One of the gems on You Tube is a 6-part reading of Allen in 1994 at La Jolla, California, at Dennis Wills’ extraordinary bookstore, happily spotlighted.
In response to a query, Wills recently recalled:
“It was Gary Snyder who helped to make that happen. When Gary read here in 1992, he had such a good time that he gave me Allen’s telephone number in New York, told me to call him and tell him that he (Gary) recommended the venue here. When I did call, Allen himself answered and I said something like “Hi Allen, Gary Snyder gave me your number and told me to call…,” etc. Allen handed me over to his assistant [Bob Rosenthal] and we set it up. Allen clearly drew the largest crowd we’ve ever had, around 500 people. We put a big redwood plank on top of some of our bookcases, thinking it might make a campy photograph with high school kids sitting up there, “hanging from the rafters,” and indeed there is a copy of that photo on our website. Allen brought his harmonium and was also accompanied by a chap on bass. Allen was introduced by renowned poet/editor Jerome Rothenberg of UCSD. There was great electricity and chemistry in the air. Allen was very patient and signed whatever anyone wanted, books, posters, etc. Afterwards we took him to a local taco shop and he had a veggie burritio; then we took him back to his hotel”

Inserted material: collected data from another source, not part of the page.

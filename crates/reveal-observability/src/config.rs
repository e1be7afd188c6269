// Copyright 2025 Neuraville Inc.
// SPDX-License-Identifier: Apache-2.0

//! Observability configuration types

use serde::{Deserialize, Serialize};
use std::path::PathBuf;

/// Logging settings handed to [`init_logging`](crate::init_logging)
#[derive(Debug, Clone, PartialEq, Serialize, Deserialize)]
pub struct LoggingSettings {
    /// Default level for crates without a debug flag
    pub level: String,

    /// Also write JSON log files (needs the `file-logging` feature)
    pub file_logging: bool,

    /// Base directory holding one `run_*` folder per process
    pub log_dir: PathBuf,

    /// Remove runs older than this many days
    pub retention_days: u32,

    /// Keep at most this many runs
    pub retention_runs: usize,
}

impl Default for LoggingSettings {
    fn default() -> Self {
        Self {
            level: "info".to_string(),
            file_logging: false,
            log_dir: PathBuf::from("./logs"),
            retention_days: 7,
            retention_runs: 10,
        }
    }
}
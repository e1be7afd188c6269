// Copyright 2025 Neuraville Inc.
// SPDX-License-Identifier: Apache-2.0

//! Canonical record type and its stable identifier

use std::fmt;

use serde::{Deserialize, Serialize};

use crate::error::{RecordError, RecordResult};
use crate::geo::LngLat;
use crate::viewport::{route, Viewport};

/// Decimal places the coordinates are rounded to inside a [`StableId`]
pub const STABLE_ID_PRECISION: usize = 5;

/// Deterministic key derived from a record's name fragment and rounded coordinates.
///
/// Every ingestion path (bootstrap, polling, manual selection) derives the key the
/// same way, so it is the only thing deduplication and counting look at.
#[derive(Debug, Clone, PartialEq, Eq, Hash, PartialOrd, Ord, Serialize, Deserialize)]
#[serde(transparent)]
pub struct StableId(String);

impl StableId {
    pub fn derive(name_fragment: &str, coords: LngLat) -> Self {
        Self(format!(
            "act-{}-{:.prec$}-{:.prec$}",
            name_fragment,
            positive_zero(coords.lat),
            positive_zero(coords.lng),
            prec = STABLE_ID_PRECISION
        ))
    }

    /// Wrap an already-derived key (e.g. read back from a snapshot)
    pub fn from_raw(raw: impl Into<String>) -> Self {
        Self(raw.into())
    }

    pub fn as_str(&self) -> &str {
        &self.0
    }
}

// `-0.0` would otherwise render as "-0.00000" and split one logical record in two
fn positive_zero(v: f64) -> f64 {
    if v == 0.0 {
        0.0
    } else {
        v
    }
}

impl fmt::Display for StableId {
    fn fmt(&self, f: &mut fmt::Formatter<'_>) -> fmt::Result {
        f.write_str(&self.0)
    }
}

impl AsRef<str> for StableId {
    fn as_ref(&self) -> &str {
        &self.0
    }
}

/// Which ingestion path produced a placement
#[derive(Debug, Clone, Copy, PartialEq, Eq, Hash, Serialize, Deserialize)]
#[serde(rename_all = "lowercase")]
pub enum RecordOrigin {
    /// Discovered by polling / the activation feed
    Automatic,
    /// Selected by a person
    Manual,
}

impl fmt::Display for RecordOrigin {
    fn fmt(&self, f: &mut fmt::Formatter<'_>) -> fmt::Result {
        match self {
            RecordOrigin::Automatic => f.write_str("automatic"),
            RecordOrigin::Manual => f.write_str("manual"),
        }
    }
}

/// A geographic record as the orchestrator sees it.
///
/// Produced once at the record-source boundary and never mutated afterwards.
#[derive(Debug, Clone, PartialEq, Serialize, Deserialize)]
pub struct Record {
    /// Source identifier
    pub id: String,
    /// Name fragment feeding the stable identifier
    pub name_fragment: String,
    /// Text shown in captions
    pub label: String,
    pub locality: Option<String>,
    pub coords: LngLat,
}

impl Record {
    pub fn new(id: impl Into<String>, label: impl Into<String>, coords: LngLat) -> Self {
        let label = label.into();
        Self {
            id: id.into(),
            name_fragment: label.clone(),
            label,
            locality: None,
            coords,
        }
    }

    pub fn with_name_fragment(mut self, fragment: impl Into<String>) -> Self {
        self.name_fragment = fragment.into();
        self
    }

    pub fn with_locality(mut self, locality: impl Into<String>) -> Self {
        self.locality = Some(locality.into());
        self
    }

    pub fn validate(&self) -> RecordResult<()> {
        if self.id.trim().is_empty() {
            return Err(RecordError::EmptyId);
        }
        self.coords.validate()
    }

    pub fn stable_id(&self) -> StableId {
        StableId::derive(&self.name_fragment, self.coords)
    }

    pub fn viewport(&self) -> Viewport {
        route(self.coords.lat, self.coords.lng)
    }

    /// Caption text: label plus locality when known
    pub fn caption(&self) -> String {
        match &self.locality {
            Some(loc) if !loc.is_empty() => format!("{} ({})", self.label, loc),
            _ => self.label.clone(),
        }
    }
}

#[cfg(test)]
mod tests {
    use super::*;

    #[test]
    fn test_stable_id_format() {
        let id = StableId::derive("Talleres Norte", LngLat::new(-3.7, 40.416_781_2));
        assert_eq!(id.as_str(), "act-Talleres Norte-40.41678--3.70000");
    }

    #[test]
    fn test_stable_id_rounds_to_five_places() {
        let a = StableId::derive("x", LngLat::new(-15.440_001, 28.100_001));
        let b = StableId::derive("x", LngLat::new(-15.440_002, 28.100_002));
        assert_eq!(a, b);
        let c = StableId::derive("x", LngLat::new(-15.4401, 28.1));
        assert_ne!(a, c);
    }

    #[test]
    fn test_stable_id_negative_zero() {
        let a = StableId::derive("z", LngLat::new(-0.0, 0.0));
        let b = StableId::derive("z", LngLat::new(0.0, 0.0));
        assert_eq!(a, b);
    }

    #[test]
    fn test_stable_id_independent_of_source_id() {
        let coords = LngLat::new(-3.7, 40.42);
        let polled = Record::new("17", "Concesión Sur", coords);
        let manual = Record::new("sidebar-3", "Concesión Sur", coords);
        assert_eq!(polled.stable_id(), manual.stable_id());
    }

    #[test]
    fn test_validate() {
        let ok = Record::new("1", "a", LngLat::new(-3.7, 40.42));
        assert!(ok.validate().is_ok());

        let empty = Record::new("  ", "a", LngLat::new(-3.7, 40.42));
        assert_eq!(empty.validate(), Err(RecordError::EmptyId));

        let nan = Record::new("1", "a", LngLat::new(f64::INFINITY, 40.42));
        assert!(matches!(
            nan.validate(),
            Err(RecordError::NonFiniteCoordinate { .. })
        ));
    }

    #[test]
    fn test_caption() {
        let r = Record::new("1", "Grupo Ibérica", LngLat::new(-3.7, 40.42)).with_locality("Madrid");
        assert_eq!(r.caption(), "Grupo Ibérica (Madrid)");
    }
}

Allen reads, principally, from his (then) new book, Cosmopolitan Greetings, but this is book-ended by both earlier poems and later poems. He begins with “A Western Ballad”, followed by a poem by his father, Louis Ginsberg, “At The Grave of My Father”, followed by Allen’s own “Father Death Blues”.
Selections from Cosmopolitan Greetings are featured in the second segment – “Prologue Visiting Father and Friends”, “Hard Labor”, “Sphincter” and “London Dream Doors”.
The third segment also features poems from that book – “Cosmopolitan Greetings” (the title poem), a spirited rendition (as always!) of “Fifth Internationale”, “Personals Ad”, and “To Jacob Rabinowitz”.
The reading continues here with part 4 ( “Grandma Earth’s Song”, “Elephant In The Meditation Hall”, and “NSA Dope Calypso”) and here, part 5 (“Yiddishe Kopf”, “Autumn Leaves”, and, subsequent to Cosmopolitan Greetings – “Peace in Bosnia-Herzegovina”, “After The Party”, “After Olav H. Hague” and “C’mon Pigs of Western Civilization, Eat More Grease” – the last four poems all published, posthumusly, in Death and Fame). Finally, part 6 (also from that book – “New Stanzas for Amazing Grace”, a clear compassionate reading of it can be heard here).